The renewable energy target is challenging
The UK's leading scientific body claims the MoD opposes any application to build a wind farm within 46 miles (74 km) of air defence radars.
The only other European country with a limit is Germany which sets it at three miles (5 km), the society says.
The ministry says its opposition is by no means hard and fast, and it often helps developers to choose a good site.
The society says wind energy is expected to make a significant contribution to the government's "ambitious" target of generating 10% of the UK's electricity from renewable sources by 2010.
Realising the potential
But it says figures from the British Wind Energy Association show the MoD objected to 48% of applications to build land-based wind farms last year, and 34% in 2002, because of concerns they could interfere with the radars.
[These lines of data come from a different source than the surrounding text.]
use std::io::{self, BufRead};
use std::process::ExitCode;

use clap::{Parser, Subcommand};
use log::{LevelFilter, debug, error, info, warn};
use redblack::{DuplicateKey, KeyNotFound, Rbtree};
use simplelog::{ColorChoice, Config, TermLogger, TerminalMode};

#[derive(clap::Parser)]
#[command(name = "rbdump", about = "Builds a red-black tree from integer keys read from stdin.")]
struct Opt {
    #[arg(short, long, action = clap::ArgAction::Count)]
    /// Log more to stderr. Repeat for debug and trace output.
    verbose: u8,

    #[arg(short, long, value_delimiter = ',', allow_hyphen_values = true)]
    /// Keys to delete after every key from stdin has been inserted.
    delete: Vec<i64>,

    #[command(subcommand)]
    cmd: Command,
}

#[derive(Subcommand)]
enum Command {
    /// Print the tree structure as (key left right), with * marking red nodes and _ empty
    /// children.
    Dump,
    /// Print the keys in ascending order, one per line.
    Sorted,
}

fn main() -> ExitCode {
    let opt = Opt::parse();
    init_logging(opt.verbose);

    let tree = match build(io::stdin().lock(), &opt.delete) {
        Ok(tree) => tree,
        Err(e) => {
            error!("Failed to read keys from stdin: {e}");
            return ExitCode::FAILURE;
        }
    };

    match opt.cmd {
        Command::Dump => println!("{tree}"),
        Command::Sorted => {
            for k in &tree {
                println!("{k}");
            }
        }
    }

    ExitCode::SUCCESS
}

fn init_logging(verbose: u8) {
    let level = match verbose {
        0 => LevelFilter::Warn,
        1 => LevelFilter::Info,
        2 => LevelFilter::Debug,
        _ => LevelFilter::Trace,
    };

    let logger = TermLogger::init(level, Config::default(), TerminalMode::Stderr, ColorChoice::Auto);
    if let Err(e) = logger {
        eprintln!("Failed to initialize logging: {e}");
    }
}

fn build<R: BufRead>(input: R, deletes: &[i64]) -> io::Result<Rbtree<i64>> {
    let mut tree = Rbtree::new();

    for line in input.lines() {
        for token in line?.split_whitespace() {
            let Ok(key) = token.parse::<i64>() else {
                warn!("Skipping {token:?}, not an integer key");
                continue;
            };

            match tree.insert(key) {
                Ok(()) => debug!("Inserted {key}"),
                Err(DuplicateKey(key)) => warn!("Skipping duplicate key {key}"),
            }
        }
    }

    for key in deletes {
        match tree.delete(key) {
            Ok(key) => debug!("Deleted {key}"),
            Err(e @ KeyNotFound) => warn!("Cannot delete {key}: {e}"),
        }
    }

    info!("Tree holds {} keys", tree.len());
    Ok(tree)
}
Professor David Wallace, vice-president of the society, has written to the ministry urging greater progress in resolving the problem.
He writes: "My understanding is that the current MoD policy appears to reject any wind development application within 74 km of air defence radars. With 13 such installations, this effective moratorium covers a fairly significant area of the UK.
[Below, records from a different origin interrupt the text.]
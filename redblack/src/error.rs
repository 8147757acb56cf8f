use thiserror::Error;

/// Returned by [`Rbtree::insert`](crate::Rbtree::insert) when the key is already present. The
/// rejected key is handed back to the caller and the tree is left unchanged.
#[derive(Debug, Error, Clone, PartialEq, Eq)]
#[error("key is already present in the tree")]
pub struct DuplicateKey<K>(pub K);

impl<K> DuplicateKey<K> {
    /// Recovers the key that could not be inserted.
    pub fn into_key(self) -> K {
        self.0
    }
}

/// Returned by [`Rbtree::delete`](crate::Rbtree::delete) when the key is absent. The tree is left
/// unchanged.
#[derive(Debug, Error, Clone, Copy, PartialEq, Eq)]
#[error("key not found in the tree")]
pub struct KeyNotFound;

/// Either failure of a tree mutation, for callers that propagate both with `?`.
#[derive(Debug, Error, Clone, PartialEq, Eq)]
pub enum Error<K> {
    /// See [`DuplicateKey`].
    #[error(transparent)]
    DuplicateKey(#[from] DuplicateKey<K>),
    /// See [`KeyNotFound`].
    #[error(transparent)]
    KeyNotFound(#[from] KeyNotFound),
}

#[cfg(test)]
mod tests {
    use super::{DuplicateKey, Error, KeyNotFound};

    #[test]
    fn messages() {
        assert_eq!(DuplicateKey(5).to_string(), "key is already present in the tree");
        assert_eq!(KeyNotFound.to_string(), "key not found in the tree");
    }

    #[test]
    fn conversions() {
        let e: Error<u8> = DuplicateKey(3).into();
        assert_eq!(e, Error::DuplicateKey(DuplicateKey(3)));
        assert_eq!(e.to_string(), "key is already present in the tree");

        let e: Error<u8> = KeyNotFound.into();
        assert_eq!(e, Error::KeyNotFound(KeyNotFound));
        assert_eq!(e.to_string(), "key not found in the tree");

        assert_eq!(DuplicateKey("a").into_key(), "a");
    }
}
"Understandably, the MoD has concerns over the effects that wind farms may have on radar in terms of personnel safety, especially for low-flying aircraft and the potential consequences of compromised radars with regard to national security.
Germany's limit is far lower
"It nevertheless concerns me that the restrictions imposed by the MoD are at odds with the rest of Europe, where only Germany imposes a ban, which is set at 5 km."
"Given the technical solutions being developed, how long do you consider it will be before your policies can be brought more into line with our European counterparts?"
Trying to help
The society has also told the Department for Trade and Industry of its concern, and has included it in its submission to the House of Lords science and technology committee's inquiry into the practicalities of developing renewable energy.
An MoD spokesman told BBC News Online: "We can't have a wind farm within 74 km of an air defence radar installation when it's in the direct line of sight.
"But it does depend very much on the topography. Where you have any natural or artificial feature in the way - a hill, say, or a city with tower blocks - then there's no problem.
"We objected to fewer than five applications in 2003. Normally companies suggest up to six or seven possible sites in any application, and we say which would cause us problems and which would not."